++++ MATERIAL SHOWN
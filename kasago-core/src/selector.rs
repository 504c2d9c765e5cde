//! Discriminative pattern selection.
//!
//! Every candidate is scored by how strongly its presence correlates with
//! the class label across the corpus. Candidates are evaluated in parallel;
//! each worker sees one candidate plus read-only corpus data, and the merged
//! results are re-sorted deterministically, so the ranking is identical to a
//! sequential evaluation.

use std::num::NonZeroUsize;

use rayon::prelude::*;
use tracing::debug;

use crate::{
    corpus::Corpus,
    error::{KasagoError, Result},
    graph::Graph,
    oracle::PresenceOracle,
    stats::ContingencyTable,
};

/// A candidate pattern with its discriminative score.
#[derive(Clone, Debug)]
pub struct RankedPattern {
    pattern: Graph,
    score: f64,
    source_index: usize,
}

impl RankedPattern {
    /// Returns the pattern graph.
    #[must_use]
    pub fn pattern(&self) -> &Graph {
        &self.pattern
    }

    /// Returns the chi-square score (or the degenerate-table fallback `0.0`).
    #[must_use]
    pub fn score(&self) -> f64 {
        self.score
    }

    /// Returns the pattern's index in the miner's candidate order.
    #[must_use]
    pub fn source_index(&self) -> usize {
        self.source_index
    }

    /// Consumes the ranking entry, yielding the pattern graph.
    #[must_use]
    pub fn into_pattern(self) -> Graph {
        self.pattern
    }
}

/// Ranks `candidates` by class correlation and keeps the strongest
/// `max_features`.
///
/// The result is ordered by descending score; candidates with equal scores
/// retain their original relative order. A `max_features` larger than the
/// candidate count returns all candidates, fully ranked.
///
/// A degenerate contingency table (a pattern present or absent across an
/// entire class or the whole corpus) falls back to a score of `0.0` and is
/// logged; it never aborts selection.
///
/// # Errors
/// Returns [`KasagoError::MissingLabels`] when the corpus has no labels,
/// [`KasagoError::NonBinaryLabel`] when a label falls outside `{0, 1}`, and
/// [`KasagoError::Oracle`] when a presence check fails.
pub fn select_discriminative<O>(
    candidates: Vec<Graph>,
    corpus: &Corpus,
    oracle: &O,
    max_features: NonZeroUsize,
) -> Result<Vec<RankedPattern>>
where
    O: PresenceOracle + Sync,
{
    let labels = corpus.labels().ok_or(KasagoError::MissingLabels)?;
    if let Some((index, &label)) = labels.iter().enumerate().find(|&(_, &label)| label > 1) {
        return Err(KasagoError::NonBinaryLabel { index, label });
    }

    let scored: Vec<ScoredCandidate> = candidates
        .into_par_iter()
        .enumerate()
        .map(|(source_index, pattern)| {
            score_candidate(source_index, pattern, corpus.graphs(), labels, oracle)
        })
        .collect::<Result<_>>()?;

    // Degenerate fallbacks resolve after the parallel merge so the log
    // stream follows candidate order.
    let mut ranked: Vec<RankedPattern> = scored
        .into_iter()
        .map(|candidate| {
            let ScoredCandidate {
                pattern,
                statistic,
                source_index,
            } = candidate;
            let score = statistic.unwrap_or_else(|| {
                debug!(
                    candidate = source_index,
                    "degenerate contingency table, falling back to zero score"
                );
                0.0
            });
            RankedPattern {
                pattern,
                score,
                source_index,
            }
        })
        .collect();

    ranked.sort_by(|a, b| {
        b.score
            .total_cmp(&a.score)
            .then_with(|| a.source_index.cmp(&b.source_index))
    });
    ranked.truncate(max_features.get());
    Ok(ranked)
}

/// Per-candidate evaluation result before the degenerate fallback resolves.
struct ScoredCandidate {
    pattern: Graph,
    statistic: Option<f64>,
    source_index: usize,
}

fn score_candidate<O>(
    source_index: usize,
    pattern: Graph,
    graphs: &[Graph],
    labels: &[u8],
    oracle: &O,
) -> Result<ScoredCandidate>
where
    O: PresenceOracle + Sync,
{
    let mut table = ContingencyTable::default();
    for (graph, &label) in graphs.iter().zip(labels) {
        let present = oracle
            .contains(graph, &pattern)
            .map_err(|source| KasagoError::Oracle {
                candidate: source_index,
                source,
            })?;
        table.record(label == 1, present);
    }

    Ok(ScoredCandidate {
        pattern,
        statistic: table.chi_square(),
        source_index,
    })
}

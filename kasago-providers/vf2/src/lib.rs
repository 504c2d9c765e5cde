//! Presence oracle backed by petgraph's VF2 subgraph isomorphism.

use std::collections::HashMap;

use kasago_core::{Graph, OracleError, PresenceOracle};
use petgraph::graph::UnGraph;

/// Subgraph-presence oracle delegating to `petgraph`'s VF2 implementation.
///
/// A pattern is present when it is isomorphic, with exact string equality of
/// vertex and edge labels, to some subgraph of the host. The subgraph is not
/// required to be induced: host edges between matched vertices that the
/// pattern does not declare are ignored.
///
/// # Examples
/// ```
/// use kasago_core::{GraphBuilder, PresenceOracle};
/// use kasago_providers_vf2::Vf2Oracle;
///
/// let mut builder = GraphBuilder::new();
/// builder.add_vertex(0, "C")?;
/// builder.add_vertex(1, "O")?;
/// builder.add_edge(0, 1, "double")?;
/// let host = builder.finish();
///
/// let mut builder = GraphBuilder::new();
/// builder.add_vertex(7, "O")?;
/// let pattern = builder.finish();
///
/// assert!(Vf2Oracle::new().contains(&host, &pattern)?);
/// # Ok::<(), Box<dyn std::error::Error>>(())
/// ```
#[derive(Clone, Copy, Debug, Default)]
pub struct Vf2Oracle;

impl Vf2Oracle {
    /// Creates the oracle.
    #[must_use]
    pub fn new() -> Self {
        Self
    }
}

impl PresenceOracle for Vf2Oracle {
    fn name(&self) -> &str {
        "vf2"
    }

    fn contains(&self, host: &Graph, pattern: &Graph) -> Result<bool, OracleError> {
        if pattern.vertex_count() == 0 {
            return Err(OracleError::EmptyPattern);
        }
        // A pattern that cannot fit is absent, not an error.
        if pattern.vertex_count() > host.vertex_count()
            || pattern.edge_count() > host.edge_count()
        {
            return Ok(false);
        }

        let needle = to_petgraph(pattern);
        let haystack = to_petgraph(host);
        Ok(petgraph::algo::is_isomorphic_subgraph_matching(
            &needle,
            &haystack,
            |a, b| a == b,
            |a, b| a == b,
        ))
    }
}

/// Re-indexes a graph into petgraph's representation.
///
/// Vertex ids map to fresh node indices, so presence is invariant under any
/// id relabeling that preserves the labeled structure.
fn to_petgraph(graph: &Graph) -> UnGraph<&str, &str> {
    let mut converted = UnGraph::with_capacity(graph.vertex_count(), graph.edge_count());
    let mut indices = HashMap::with_capacity(graph.vertex_count());
    for vertex in graph.vertices() {
        indices.insert(vertex.id(), converted.add_node(vertex.label()));
    }
    for edge in graph.edges() {
        // Both endpoints are declared vertices by Graph's invariants.
        converted.add_edge(indices[&edge.source()], indices[&edge.target()], edge.label());
    }
    converted
}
++++++++
◆ YOUR OBJECTIVE:
Would you write down every record again, exactly?

◆ REPLY TO THE EXERCISE:
filename kasago-core/src/selector.rs
repository 504c2d9c765e5cde
//! Discriminative pattern selection.
//!
//! Every candidate is scored by how strongly its presence correlates with
//! the class label across the corpus. Candidates are evaluated in parallel;
//! each worker sees one candidate plus read-only corpus data, and the merged
//! results are re-sorted deterministically, so the ranking is identical to a
//! sequential evaluation.

use std::num::NonZeroUsize;

use rayon::prelude::*;
use tracing::debug;

use crate::{
    corpus::Corpus,
    error::{KasagoError, Result},
    graph::Graph,
    oracle::PresenceOracle,
    stats::ContingencyTable,
};

/// A candidate pattern with its discriminative score.
#[derive(Clone, Debug)]
pub struct RankedPattern {
    pattern: Graph,
    score: f64,
    source_index: usize,
}

impl RankedPattern {
    /// Returns the pattern graph.
    #[must_use]
    pub fn pattern(&self) -> &Graph {
        &self.pattern
    }

    /// Returns the chi-square score (or the degenerate-table fallback `0.0`).
    #[must_use]
    pub fn score(&self) -> f64 {
        self.score
    }

    /// Returns the pattern's index in the miner's candidate order.
    #[must_use]
    pub fn source_index(&self) -> usize {
        self.source_index
    }

    /// Consumes the ranking entry, yielding the pattern graph.
    #[must_use]
    pub fn into_pattern(self) -> Graph {
        self.pattern
    }
}

/// Ranks `candidates` by class correlation and keeps the strongest
/// `max_features`.
///
/// The result is ordered by descending score; candidates with equal scores
/// retain their original relative order. A `max_features` larger than the
/// candidate count returns all candidates, fully ranked.
///
/// A degenerate contingency table (a pattern present or absent across an
/// entire class or the whole corpus) falls back to a score of `0.0` and is
/// logged; it never aborts selection.
///
/// # Errors
/// Returns [`KasagoError::MissingLabels`] when the corpus has no labels,
/// [`KasagoError::NonBinaryLabel`] when a label falls outside `{0, 1}`, and
/// [`KasagoError::Oracle`] when a presence check fails.
pub fn select_discriminative<O>(
    candidates: Vec<Graph>,
    corpus: &Corpus,
    oracle: &O,
    max_features: NonZeroUsize,
) -> Result<Vec<RankedPattern>>
where
    O: PresenceOracle + Sync,
{
    let labels = corpus.labels().ok_or(KasagoError::MissingLabels)?;
    if let Some((index, &label)) = labels.iter().enumerate().find(|&(_, &label)| label > 1) {
        return Err(KasagoError::NonBinaryLabel { index, label });
    }

    let scored: Vec<ScoredCandidate> = candidates
        .into_par_iter()
        .enumerate()
        .map(|(source_index, pattern)| {
            score_candidate(source_index, pattern, corpus.graphs(), labels, oracle)
        })
        .collect::<Result<_>>()?;

    // Degenerate fallbacks resolve after the parallel merge so the log
    // stream follows candidate order.
    let mut ranked: Vec<RankedPattern> = scored
        .into_iter()
        .map(|candidate| {
            let ScoredCandidate {
                pattern,
                statistic,
                source_index,
            } = candidate;
            let score = statistic.unwrap_or_else(|| {
                debug!(
                    candidate = source_index,
                    "degenerate contingency table, falling back to zero score"
                );
                0.0
            });
            RankedPattern {
                pattern,
                score,
                source_index,
            }
        })
        .collect();

    ranked.sort_by(|a, b| {
        b.score
            .total_cmp(&a.score)
            .then_with(|| a.source_index.cmp(&b.source_index))
    });
    ranked.truncate(max_features.get());
    Ok(ranked)
}

/// Per-candidate evaluation result before the degenerate fallback resolves.
struct ScoredCandidate {
    pattern: Graph,
    statistic: Option<f64>,
    source_index: usize,
}

fn score_candidate<O>(
    source_index: usize,
    pattern: Graph,
    graphs: &[Graph],
    labels: &[u8],
    oracle: &O,
) -> Result<ScoredCandidate>
where
    O: PresenceOracle + Sync,
{
    let mut table = ContingencyTable::default();
    for (graph, &label) in graphs.iter().zip(labels) {
        let present = oracle
            .contains(graph, &pattern)
            .map_err(|source| KasagoError::Oracle {
                candidate: source_index,
                source,
            })?;
        table.record(label == 1, present);
    }

    Ok(ScoredCandidate {
        pattern,
        statistic: table.chi_square(),
        source_index,
    })
}

filename kasago-providers/vf2/src/lib.rs
repository 504c2d9c765e5cde
//! Presence oracle backed by petgraph's VF2 subgraph isomorphism.

use std::collections::HashMap;

use kasago_core::{Graph, OracleError, PresenceOracle};
use petgraph::graph::UnGraph;

/// Subgraph-presence oracle delegating to `petgraph`'s VF2 implementation.
///
/// A pattern is present when it is isomorphic, with exact string equality of
/// vertex and edge labels, to some subgraph of the host. The subgraph is not
/// required to be induced: host edges between matched vertices that the
/// pattern does not declare are ignored.
///
/// # Examples
/// ```
/// use kasago_core::{GraphBuilder, PresenceOracle};
/// use kasago_providers_vf2::Vf2Oracle;
///
/// let mut builder = GraphBuilder::new();
/// builder.add_vertex(0, "C")?;
/// builder.add_vertex(1, "O")?;
/// builder.add_edge(0, 1, "double")?;
/// let host = builder.finish();
///
/// let mut builder = GraphBuilder::new();
/// builder.add_vertex(7, "O")?;
/// let pattern = builder.finish();
///
/// assert!(Vf2Oracle::new().contains(&host, &pattern)?);
/// # Ok::<(), Box<dyn std::error::Error>>(())
/// ```
#[derive(Clone, Copy, Debug, Default)]
pub struct Vf2Oracle;

impl Vf2Oracle {
    /// Creates the oracle.
    #[must_use]
    pub fn new() -> Self {
        Self
    }
}

impl PresenceOracle for Vf2Oracle {
    fn name(&self) -> &str {
        "vf2"
    }

    fn contains(&self, host: &Graph, pattern: &Graph) -> Result<bool, OracleError> {
        if pattern.vertex_count() == 0 {
            return Err(OracleError::EmptyPattern);
        }
        // A pattern that cannot fit is absent, not an error.
        if pattern.vertex_count() > host.vertex_count()
            || pattern.edge_count() > host.edge_count()
        {
            return Ok(false);
        }

        let needle = to_petgraph(pattern);
        let haystack = to_petgraph(host);
        Ok(petgraph::algo::is_isomorphic_subgraph_matching(
            &needle,
            &haystack,
            |a, b| a == b,
            |a, b| a == b,
        ))
    }
}

/// Re-indexes a graph into petgraph's representation.
///
/// Vertex ids map to fresh node indices, so presence is invariant under any
/// id relabeling that preserves the labeled structure.
fn to_petgraph(graph: &Graph) -> UnGraph<&str, &str> {
    let mut converted = UnGraph::with_capacity(graph.vertex_count(), graph.edge_count());
    let mut indices = HashMap::with_capacity(graph.vertex_count());
    for vertex in graph.vertices() {
        indices.insert(vertex.id(), converted.add_node(vertex.label()));
    }
    for edge in graph.edges() {
        // Both endpoints are declared vertices by Graph's invariants.
        converted.add_edge(indices[&edge.source()], indices[&edge.target()], edge.label());
    }
    converted
}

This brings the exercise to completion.